I have made so much progress in my clematis eradication efforts, this year two new weeds are being added to the list. Lamium galeobdolon that I have been spraying in the winter while all else is asleep is now being hand weeded to get the remnants the spraying misses.

Cleavers, Galium aparine, is smothering and annoying. I want it out of here. The campaign has begun. It will no longer be ignored.

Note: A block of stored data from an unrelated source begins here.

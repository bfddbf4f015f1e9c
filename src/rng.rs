//! Small deterministic PRNG for piece and apple generation.
//!
//! Linear congruential generator using the Numerical Recipes constants.
//! Not suitable for anything but gameplay randomness; the fixed seed path
//! keeps tests reproducible.

#[derive(Debug, Clone)]
pub struct SimpleRng {
    state: u32,
}

impl SimpleRng {
    pub fn new(seed: u32) -> Self {
        Self { state: seed }
    }

    pub fn next_u32(&mut self) -> u32 {
        self.state = self.state.wrapping_mul(1_664_525).wrapping_add(1_013_904_223);
        self.state
    }

    /// Uniform-ish value in `0..bound`. `bound` must be non-zero.
    pub fn next_range(&mut self, bound: u32) -> u32 {
        self.next_u32() % bound
    }
}

#[cfg(test)]
mod tests {
    use super::*;

    #[test]
    fn same_seed_same_sequence() {
        let mut a = SimpleRng::new(42);
        let mut b = SimpleRng::new(42);
        for _ in 0..100 {
            assert_eq!(a.next_u32(), b.next_u32());
        }
    }

    #[test]
    fn range_stays_in_bounds() {
        let mut rng = SimpleRng::new(7);
        for _ in 0..1000 {
            assert!(rng.next_range(7) < 7);
        }
    }

    #[test]
    fn different_seeds_diverge() {
        let mut a = SimpleRng::new(1);
        let mut b = SimpleRng::new(2);
        let same = (0..10).filter(|_| a.next_u32() == b.next_u32()).count();
        assert!(same < 10);
    }
}
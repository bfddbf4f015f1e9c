//! Terminal arcade runner (default binary).
//!
//! Drives the game registry from crossterm key events and a timer. The
//! tick interval follows whatever the active game reports in its
//! snapshot, so the loop speeds up as the player levels.

use std::time::{Duration, Instant, SystemTime, UNIX_EPOCH};

use anyhow::Result;
use crossterm::event::{self, Event, KeyCode, KeyEventKind, KeyModifiers};

use brick_arcade::registry::Registry;
use brick_arcade::term::TerminalRenderer;
use brick_arcade::types::{GameId, UserAction};

fn main() -> Result<()> {
    let mut term = TerminalRenderer::new();
    term.enter()?;

    let result = run(&mut term);

    // Always try to restore terminal state.
    let _ = term.exit();
    result
}

fn seed() -> u32 {
    SystemTime::now()
        .duration_since(UNIX_EPOCH)
        .map(|d| d.as_millis() as u32)
        .unwrap_or(1)
}

fn run(term: &mut TerminalRenderer) -> Result<()> {
    let mut registry = Registry::with_default_games();
    registry.switch(GameId::Tetris, seed());

    let mut last_tick = Instant::now();

    loop {
        let title = registry.active_id().map_or("", |id| id.as_str());
        let mut interval = Duration::from_millis(100);
        if let Some(info) = registry.info() {
            interval = Duration::from_millis(info.speed.max(16) as u64);
            term.draw(info, title)?;
        }

        let timeout = interval
            .checked_sub(last_tick.elapsed())
            .unwrap_or(Duration::ZERO);

        if event::poll(timeout)? {
            if let Event::Key(key) = event::read()? {
                if key.kind == KeyEventKind::Press {
                    let hold = key.modifiers.contains(KeyModifiers::SHIFT);
                    match key.code {
                        KeyCode::Char('q') | KeyCode::Esc => return Ok(()),
                        KeyCode::Char('1') => {
                            registry.switch(GameId::Tetris, seed());
                        }
                        KeyCode::Char('2') => {
                            registry.switch(GameId::Snake, seed());
                        }
                        KeyCode::Enter => registry.handle_input(UserAction::Start, hold),
                        KeyCode::Char('p') => registry.handle_input(UserAction::Pause, hold),
                        KeyCode::Left => registry.handle_input(UserAction::Left, hold),
                        KeyCode::Right => registry.handle_input(UserAction::Right, hold),
                        KeyCode::Up => registry.handle_input(UserAction::Up, hold),
                        KeyCode::Down => registry.handle_input(UserAction::Down, hold),
                        KeyCode::Char(' ') => registry.handle_input(UserAction::Action, hold),
                        _ => {}
                    }
                }
            }
        }

        if last_tick.elapsed() >= interval {
            last_tick = Instant::now();
            registry.update();
        }
    }
}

I'm tempted to weed out this daffodil because the color of the cup looks like a rotten egg yolk. This is my least favorite daffodil.
 


























That's how I weed in the wild cultivated gardens, a few species at a time. Everything else can be ignored. It makes the impossible possible.


9 comments:

Carol McKenzie said...

Oh, thank you. I went looking for the wild camassia that I saw last year, and wasn't sure what to look for. Now I do, and now I know that I did find it. I'm tempted to move it to a place where I can keep an eye on it (and enjoy it...it's on the side of the hill, and a difficult slope for everyone else to see it). I'm always leery of moving wild things that are happy simply for my own enjoyment.

Carol McKenzie said...

Got so excited about the camassia I forgot that I wanted to say they call Cleavers, Galium aparine stick tight here in Kentucky. I have it as well. The cats get it stuck to them at times.

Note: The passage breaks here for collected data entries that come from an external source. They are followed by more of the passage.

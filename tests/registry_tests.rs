//! Registry facade with the built-in games wired through test stores.

use brick_arcade::score::HighScoreStore;
use brick_arcade::snake::SnakeGame;
use brick_arcade::tetris::TetrisGame;
use brick_arcade::types::{GameId, UserAction, SNAKE_HEAD_CELL};
use brick_arcade::{Game, Registry};

fn test_store(name: &str) -> HighScoreStore {
    let mut path = std::env::temp_dir();
    path.push(format!("registry-it-{name}-{}.score", std::process::id()));
    let _ = std::fs::remove_file(&path);
    HighScoreStore::at(path)
}

fn tetris_factory(seed: u32) -> Box<dyn Game> {
    Box::new(TetrisGame::with_store(seed, test_store("tetris")))
}

fn snake_factory(seed: u32) -> Box<dyn Game> {
    Box::new(SnakeGame::with_store(seed, test_store("snake")))
}

fn test_registry() -> Registry {
    let mut reg = Registry::new();
    assert!(reg.register(GameId::Tetris, tetris_factory));
    assert!(reg.register(GameId::Snake, snake_factory));
    reg
}

#[test]
fn available_lists_games_in_stable_order() {
    let reg = test_registry();
    let ids: Vec<GameId> = reg.available().collect();
    assert_eq!(ids, vec![GameId::Tetris, GameId::Snake]);
}

#[test]
fn no_active_game_until_first_switch() {
    let mut reg = test_registry();
    assert_eq!(reg.active_id(), None);
    assert!(reg.info().is_none());

    assert!(reg.switch(GameId::Snake, 1));
    assert_eq!(reg.active_id(), Some(GameId::Snake));
    assert!(reg.info().is_some());
}

#[test]
fn switching_games_swaps_the_snapshot_source() {
    let mut reg = test_registry();
    reg.switch(GameId::Snake, 1);
    reg.handle_input(UserAction::Start, false);
    let heads = reg
        .info()
        .unwrap()
        .field
        .iter()
        .flatten()
        .filter(|&&c| c == SNAKE_HEAD_CELL)
        .count();
    assert_eq!(heads, 1);

    reg.switch(GameId::Tetris, 1);
    let field = reg.info().unwrap().field;
    assert!(field.iter().flatten().all(|&c| c == 0));
}

#[test]
fn returning_to_a_game_starts_it_fresh() {
    let mut reg = test_registry();
    reg.switch(GameId::Snake, 1);
    reg.handle_input(UserAction::Start, false);
    reg.update();
    assert!(!reg.info().unwrap().field.iter().flatten().all(|&c| c == 0));

    reg.switch(GameId::Tetris, 1);
    reg.switch(GameId::Snake, 2);
    // The new snake instance has not been started yet.
    assert!(reg.info().unwrap().field.iter().flatten().all(|&c| c == 0));
}

#[test]
fn input_routes_to_the_active_game_only() {
    let mut reg = test_registry();
    reg.switch(GameId::Tetris, 3);
    reg.handle_input(UserAction::Start, false);
    reg.update();
    // A live piece appears once started and ticked.
    let filled = reg
        .info()
        .unwrap()
        .field
        .iter()
        .flatten()
        .filter(|&&c| c != 0)
        .count();
    assert_eq!(filled, 4);
}

#[test]
fn close_drops_the_active_game() {
    let mut reg = test_registry();
    reg.switch(GameId::Tetris, 4);
    reg.close();
    assert_eq!(reg.active_id(), None);
    assert!(reg.info().is_none());
}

And yes, the daffodil does look a little yucky. My mother likes things that color. I know have a selection of asiatic lilies in shades of rotten egg yolk yellow tinged with burgundy spots. I think her eyesight is fading and she can only see very bright colors. Unfortunately my color palette runs to purples and mauve and blues, so the yellow/burgundy stands out like the proverbial sore thumb. But, she likes them, so they stay.

Christopher C. NC said...

Carol I ordered the camassia bulbs, but I will move wild things to bring them into the garden particularly if they are in danger from bad land management or if there is a huge population to take a few from. The cleavers are an annual so I am hoping if I get them before they set seed, it will be a quickly won battle. Purple, blues, white and yellow would be my favorite color combo.

Dana Foerster said...

I can't remember why you have a war on clematis and are eradicating it. Lots of folks like to grow it, climbing on a wire form.....it comes in so many great colors. Should we avoid growing it? Thanks.

Christopher C. NC said...

Clematis virginiana, Virgin's Bower, the native, and C. terniflora, Sweet Autumn Clematis, its near identical Asian cousin are small, white flowered, late summer bloomers. Both set seed and spread prolifically. Left unchecked in the meadow, it forms a dense carpet that climbs up and sits on top of everything else smothering it. The large flowered, in many colors, hybrid garden clematis vines are not a problem that I know of.

Carol McKenzie said...

It's the same here with the Japanese honeysuckle that covers everything. It's rampant, strangling everything in its path. There are a few small trees we released that have contorted trunks from being bound up by it. But I bought a honeysuckle for the front porch not long ago, a nice, well-behaved hybrid that will climb, but will not cover the house.

Lisa Greenbow said...

I have those cleavers here and there. They are an annoyance. The past couple of years wild strawberry and creeping charlie have been my nemesis weeds. I keep after them. They are small but mighty. I don't mind that daffodil.

Christopher C. NC said...

Lisa wild strawberry and Creeping Charlie are wild flowers for me. I would never even attempt to weed them out. Their groundcover stature is what saves them.

Lola said...

Cannot get Creeping Charlie to grow in a pot or any where. Love that daffodil. Wouldn't mind having a bulb or 2.